Ils téléphonent 4 minutes 30 avec leurs collègues de la première rame qui s’inquiètent de ne pas les voir.
Une voyageuse les interpelle, marque son désaccord avec leur comportement et va chercher les contrôleurs.
Les deux agents sont placés dans une autre partie du wagon, dans la partie «salon» séparée par une porte en verre de leurs places précédentes.
Les agents discutent toujours. Trop fort? Sans doute.
Des propos «grossiers» liés à la situation familiale personnelle d’un des deux cheminots sont prononcés, mais pas à l’encontre de la voyageuse disent les agents (les deux témoignages d’usagers recueillis par la SNCF l’ont été 15 jours après les faits, ne concordent pas avec ceux des agents et pas totalement entre eux).
Les contrôleurs reviennent à la demande de la même voyageuse.
La voyageuse avait refusé une proposition d’être placée en 1ère classe.
Les deux agents refusent de donner leur matricule d’agents SNCF, le contrôleur menaçant de faire un rapport.
Arrivée en gare de Strasbourg échanges verbaux très vifs sur le quai entre un contrôleur et les agents. Geste déplacé de l’un d’entre eux (doigt d’honneur).
Intervention de forces de police.
Poste de police et garde à vue de 19 heures pour tous les deux.

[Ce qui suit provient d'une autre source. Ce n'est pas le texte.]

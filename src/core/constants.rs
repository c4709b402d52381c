//! Identifiers and engine-wide magic numbers.
//! Keeping them in a single place makes it easier to keep the composer, the
//! sync engine and tap resolution agreeing on names.

/// Clustered GeoJSON source holding one point per annotation.
pub const SITES_SOURCE_ID: &str = "dive-sites";

pub const CLUSTER_LAYER_ID: &str = "dive-sites-clusters";
pub const CLUSTER_COUNT_LAYER_ID: &str = "dive-sites-cluster-count";

pub const GLOW_LOGGED_LAYER_ID: &str = "dive-sites-glow-logged";
pub const GLOW_SAVED_LAYER_ID: &str = "dive-sites-glow-saved";
pub const GLOW_PLANNED_LAYER_ID: &str = "dive-sites-glow-planned";
pub const GLOW_DEFAULT_LAYER_ID: &str = "dive-sites-glow-default";

pub const DIFFICULTY_BEGINNER_LAYER_ID: &str = "dive-sites-beginner";
pub const DIFFICULTY_INTERMEDIATE_LAYER_ID: &str = "dive-sites-intermediate";
pub const DIFFICULTY_ADVANCED_LAYER_ID: &str = "dive-sites-advanced";
pub const DIFFICULTY_EXPERT_LAYER_ID: &str = "dive-sites-expert";
pub const DIFFICULTY_DEFAULT_LAYER_ID: &str = "dive-sites-default";

pub const SELECTION_LAYER_ID: &str = "dive-sites-selection";

pub const HEATMAP_SOURCE_ID: &str = "dive-heatmap";
pub const HEATMAP_LAYER_ID: &str = "dive-heatmap-layer";

pub const TERRAIN_SOURCE_ID: &str = "terrain-dem";
pub const TERRAIN_LAYER_ID: &str = "terrain-hillshade";

/// Attribute set by the clustering engine on synthetic cluster features.
pub const CLUSTER_FLAG: &str = "cluster";
/// Attribute carrying the number of points a cluster stands for.
pub const POINT_COUNT: &str = "point_count";
pub const POINT_COUNT_ABBREVIATED: &str = "point_count_abbreviated";

/// Cluster taps drill in faster at continental scale.
pub const CLUSTER_ZOOM_LOW_BAND: f64 = 5.0;
pub const CLUSTER_ZOOM_HIGH_BAND: f64 = 8.0;
pub const CLUSTER_ZOOM_STEP_LOW: f64 = 3.0;
pub const CLUSTER_ZOOM_STEP_MID: f64 = 2.5;
pub const CLUSTER_ZOOM_STEP_HIGH: f64 = 2.0;

pub const MIN_ZOOM: f64 = 0.0;
pub const MAX_ZOOM: f64 = 22.0;
/// Steepest tilt the surface renders, in degrees from nadir
pub const MAX_PITCH: f64 = 85.0;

Après dépositions, confrontations, une plainte pour menace est classée sans suite par le Procureur puisque l’agent assermenté est revenu sur ses propos. Ne reste, pour l’un des agents, que le seul motif d'”outrage” qui donnera lieu à sa condamnation ultérieure.
Alors?
Propos déplacés reconnus – mais dont la teneur exacte resterait à établir, tant les témoignages divergent – dans un contexte de conflit social, de tensions entre grévistes et certains voyageurs dans une atmosphère de «fin de manif» et de tensions sociales importantes?
Paroles et geste déplacés du niveau de ceux entendus ou vus lors de tout voyage en train à proximité de quelques supporters d’équipes de football «dynamiques”et sanctions de principe nécessaires pour la SNCF?
Réactions vives d’usagers comme celles complaisamment rapportées par les médias lors de mouvements sociaux qui, c’est vrai, peuvent constituer des gênes importantes pour eux ?
Réelles déclarations offensantes à l’encontre d’un contrôleur SNCF en service de la part d’un “collègue”?
Tout cela à la fois sans doute…
Après un semblant d’apaisement général de quelques semaines, marquées par des discussions syndicats – direction SNCF et des risques de conflit social local, le dossier dans son volet «incident train» est réactivé par la direction territoriale compétente de la SNCF.
La dimension juridique de la situation:
Des procédures disciplinaires sont engagées qui aboutissent au licenciement effectif de l’un des agents pour «faute lourde».
Pour l’autre même sanction mais salarié protégé, puisque délégué syndical, l’autorisation administrative préalable de l’inspection du travail est requise (et le Ministre peut toujours réformer la décision de l’inspection du travail).
La procédure est en cours. Le Comité d’entreprise (avis consultatif) vient de se prononcer contre le licenciement.
Des procédures contentieuses devant le juge prudhommal sont à l’ordre du jour.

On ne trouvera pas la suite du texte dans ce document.